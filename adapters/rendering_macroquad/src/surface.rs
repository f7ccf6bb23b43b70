//! `Surface` implementation drawing with macroquad shapes.

use std::f32::consts::PI;

use glam::Vec2;
use macroquad::{
    color::BLACK,
    shapes::{draw_rectangle, draw_triangle},
    text::{draw_text, measure_text},
    texture::{draw_texture_ex, DrawTextureParams},
};
use snake_rendering::{Color, ImageKey, Rect, Sector, Surface};

use crate::{to_macroquad_color, to_macroquad_vec, ImageAtlas};

/// Largest angle covered by one triangle of a sector fan.
const FAN_STEP: f32 = PI / 16.0;
const FALLBACK_FONT_SIZE: u16 = 48;
const FALLBACK_PADDING: f32 = 16.0;

/// Draws onto the board area of the macroquad window.
pub(crate) struct MacroquadSurface<'a> {
    images: Option<&'a ImageAtlas>,
    size: Vec2,
}

impl<'a> MacroquadSurface<'a> {
    pub(crate) fn new(images: Option<&'a ImageAtlas>, size: Vec2) -> Self {
        Self { images, size }
    }

    fn draw_fallback_banner(&self, image: ImageKey, backdrop: Color) {
        let text = fallback_text(image);
        let dimensions = measure_text(text, None, FALLBACK_FONT_SIZE, 1.0);
        let content = Vec2::new(dimensions.width, dimensions.height) + Vec2::splat(FALLBACK_PADDING);
        let area = centered_rect(self.size, content);
        fill(area, backdrop);
        draw_text(
            text,
            area.origin.x + FALLBACK_PADDING / 2.0,
            area.origin.y + FALLBACK_PADDING / 2.0 + dimensions.offset_y,
            f32::from(FALLBACK_FONT_SIZE),
            BLACK,
        );
    }
}

impl Surface for MacroquadSurface<'_> {
    fn clear(&mut self, color: Color) {
        fill(Rect::new(0.0, 0.0, self.size.x, self.size.y), color);
    }

    fn fill_rect(&mut self, rect: Rect, color: Color) {
        fill(rect, color);
    }

    fn fill_sector(&mut self, sector: Sector, color: Color) {
        let color = to_macroquad_color(color);
        for [a, b, c] in sector_fan(sector) {
            draw_triangle(
                to_macroquad_vec(a),
                to_macroquad_vec(b),
                to_macroquad_vec(c),
                color,
            );
        }
    }

    fn draw_image_centered(&mut self, image: ImageKey, backdrop: Color) {
        let Some(texture) = self.images.and_then(|atlas| atlas.texture(image)) else {
            self.draw_fallback_banner(image, backdrop);
            return;
        };

        let area = centered_rect(self.size, Vec2::new(texture.width(), texture.height()));
        fill(area, backdrop);
        draw_texture_ex(
            texture,
            area.origin.x,
            area.origin.y,
            macroquad::color::WHITE,
            DrawTextureParams {
                dest_size: Some(to_macroquad_vec(area.size)),
                ..DrawTextureParams::default()
            },
        );
    }
}

fn fill(rect: Rect, color: Color) {
    draw_rectangle(
        rect.origin.x,
        rect.origin.y,
        rect.size.x,
        rect.size.y,
        to_macroquad_color(color),
    );
}

fn fallback_text(image: ImageKey) -> &'static str {
    match image {
        ImageKey::GameOver => "GAME OVER",
    }
}

/// Rectangle of `content` size centred inside a surface of `surface` size.
fn centered_rect(surface: Vec2, content: Vec2) -> Rect {
    let origin = (surface - content) / 2.0;
    Rect::new(origin.x, origin.y, content.x, content.y)
}

/// Splits a sector into triangles sharing its centre.
fn sector_fan(sector: Sector) -> Vec<[Vec2; 3]> {
    let sweep = sector.sweep().max(0.0);
    let steps = ((sweep / FAN_STEP).ceil() as usize).max(1);
    let point = |angle: f32| sector.center + Vec2::new(angle.cos(), angle.sin()) * sector.radius;

    (0..steps)
        .map(|step| {
            let from = sector.start_angle + sweep * step as f32 / steps as f32;
            let to = sector.start_angle + sweep * (step + 1) as f32 / steps as f32;
            [sector.center, point(from), point(to)]
        })
        .collect()
}

#[cfg(test)]
mod tests {
    use std::f32::consts::{FRAC_PI_2, TAU};

    use super::*;

    #[test]
    fn centered_rect_is_centred() {
        let rect = centered_rect(Vec2::new(600.0, 400.0), Vec2::new(200.0, 100.0));
        assert_eq!(rect, Rect::new(200.0, 150.0, 200.0, 100.0));
    }

    #[test]
    fn full_circle_fan_closes() {
        let fan = sector_fan(Sector::circle(Vec2::new(5.0, 5.0), 3.0));

        assert_eq!(fan.len(), 32);
        let first = fan[0][1];
        let last = fan[fan.len() - 1][2];
        assert!((first - last).length() < 1e-4);
    }

    #[test]
    fn quarter_fan_stays_in_its_quadrant() {
        // Bottom-right quadrant in y-down coordinates.
        let fan = sector_fan(Sector::new(Vec2::ZERO, 10.0, 0.0, FRAC_PI_2));

        assert_eq!(fan.len(), 8);
        for [center, from, to] in fan {
            assert_eq!(center, Vec2::ZERO);
            for point in [from, to] {
                assert!(point.x >= -1e-4 && point.y >= -1e-4, "{point:?}");
                assert!((point.length() - 10.0).abs() < 1e-3);
            }
        }
    }

    #[test]
    fn empty_sweep_still_yields_a_triangle() {
        let fan = sector_fan(Sector::new(Vec2::ZERO, 1.0, TAU, TAU));
        assert_eq!(fan.len(), 1);
    }
}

(WHAT IS REQUIRED): Show all lines in the entries above where the word "ImageAtlas" appears.

(RESULT BELOW):
use crate::{to_macroquad_color, to_macroquad_vec, ImageAtlas};
    images: Option<&'a ImageAtlas>,
    pub(crate) fn new(images: Option<&'a ImageAtlas>, size: Vec2) -> Self {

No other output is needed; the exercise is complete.